Los Angeles, CA
The idea of potential is a primary binding element in Alice Könitz artistic production. Her object’s behavior often lingers in close proximity to that of a placebo; but their self-sufficient posture never entirely allows them to be pinned down quite that easily. Könitz is known for her use of impermanent materials in constructions that appear structurally sound but are in reality just the opposite. These dichotomous objects employ the innate characteristics of non-structural craft materials, in conjunction with human scale and actual proportion, to induce an incongruous perception based on the viewer’s experiential familiarity with objects and materials. Könitz says: “Sometimes the materials stand in for other materials, but since the objects I’m making are completely invented, it’s hard to say what these materials would be.” If Könitz objects are something akin to a full-scale 1:1 proportional model of a hypothetical or imagined object, how then do we negotiate a miniature scale model of that?
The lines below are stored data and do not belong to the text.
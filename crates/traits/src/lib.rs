pub mod graph;
pub mod print;
pub mod surface;

pub use graph::{GraphEngine, MountingGraphEngine};
pub use print::{CountingPrintTrigger, NoopPrintTrigger, PrintError, PrintTrigger};
pub use surface::{InMemorySurface, RenderSurface};
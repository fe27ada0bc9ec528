// src/builder.rs
use crate::config::SessionConfig;
use crate::printer::Printer;
use crate::session::RenderSession;
use folio_traits::{
    GraphEngine, InMemorySurface, MountingGraphEngine, PrintTrigger, RenderSurface,
};
use std::time::Duration;

/// A builder for creating a `RenderSession` or a `Printer`.
///
/// Starts from an in-memory surface and the mounting graph engine; swap either
/// with `with_surface` / `with_graph_engine`.
#[derive(Debug)]
pub struct SessionBuilder<S = InMemorySurface, G = MountingGraphEngine> {
    surface: S,
    graphs: G,
    config: SessionConfig,
}

impl Default for SessionBuilder {
    fn default() -> Self {
        Self {
            surface: InMemorySurface::new(),
            graphs: MountingGraphEngine::new(),
            config: SessionConfig::default(),
        }
    }
}

impl SessionBuilder {
    /// Creates a new `SessionBuilder` with default settings.
    pub fn new() -> Self {
        Default::default()
    }
}

impl<S: RenderSurface, G: GraphEngine> SessionBuilder<S, G> {
    /// Selects the surface passes are rendered onto.
    pub fn with_surface<S2: RenderSurface>(self, surface: S2) -> SessionBuilder<S2, G> {
        SessionBuilder {
            surface,
            graphs: self.graphs,
            config: self.config,
        }
    }

    /// Selects the engine graph configurations are handed to.
    pub fn with_graph_engine<G2: GraphEngine>(self, graphs: G2) -> SessionBuilder<S, G2> {
        SessionBuilder {
            surface: self.surface,
            graphs,
            config: self.config,
        }
    }

    /// Sets the settle time budgeted per graph.
    pub fn with_delay_per_graph(mut self, delay: Duration) -> Self {
        self.config.delay_per_graph = delay;
        self
    }

    pub fn with_config(mut self, config: SessionConfig) -> Self {
        self.config = config;
        self
    }

    /// Consumes the builder and creates the `RenderSession`.
    pub fn build(self) -> RenderSession<S, G> {
        RenderSession::with_config(self.surface, self.graphs, self.config)
    }

    /// Consumes the builder and creates a `Printer` that fires `trigger` after
    /// each completed pass.
    pub fn build_printer<P: PrintTrigger>(self, trigger: P) -> Printer<S, G, P> {
        Printer::new(self.build(), trigger)
    }
}
//! Class tags attached to output nodes. The host's stylesheet keys off these.

pub const TASK: &str = "task";
pub const TITLE_PAGE: &str = "title-page";
pub const SCHOOL: &str = "school";
pub const TITLE: &str = "title";
pub const DESCRIPTION: &str = "description";
pub const TEACHER: &str = "teacher";
pub const STUDENT_INFO: &str = "student-info";
pub const STUDENT_ID: &str = "student-id";
pub const STUDENT_NAME: &str = "student-name";
pub const PROBLEM_SECTION: &str = "problem-section";
pub const TWO_COLUMNS: &str = "two-columns";
pub const PROBLEM: &str = "problem";
pub const STEPS: &str = "steps";
pub const ANSWER: &str = "answer";
pub const PROBLEM_PLACEHOLDER: &str = "problem-placeholder";
pub const GRAPH: &str = "graph";
pub const OPTIONS: &str = "options";
pub const OPTION: &str = "option";
pub const HIGHLIGHT: &str = "highlight";

/// No class tags, for untagged nodes built with the tagged constructors.
pub const NONE: [&str; 0] = [];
A model of a model -- a potential potential? John Espinosa
Könitz studied at Cal Arts(MFA), and at the Kunstakademie in Düsseldorf (Akademiebrief, Meisterschülerbrief). Her work has been shown her work at the 2008 Whitney Biennial, Whitney Museum of American Art, New York, NY; the 2008 California Biennial, Joshua Tree/ Orange County Museum of Art, CA; Half Square Half Crazy, Centre Nationale D'Art Contemporain de la Villa Arson, Nice, France; the Hammer Museum, Los Angeles, CA; and the Tirana Biennial in Tirana, Albania. She had solo exhibitions at Susanne Vielmetter Projects, Los Angeles and Berlin; LAXART and LACE, Los Angeles, CA; the University Art Museum, CSU Long Beach; Hudson Franklin, New York, NY; and Luis Campaña, Cologne, Germany. She recently founded the "Los Angeles Museum of Art," LAMOA, a small scale private institution that showcases contemporary art and events.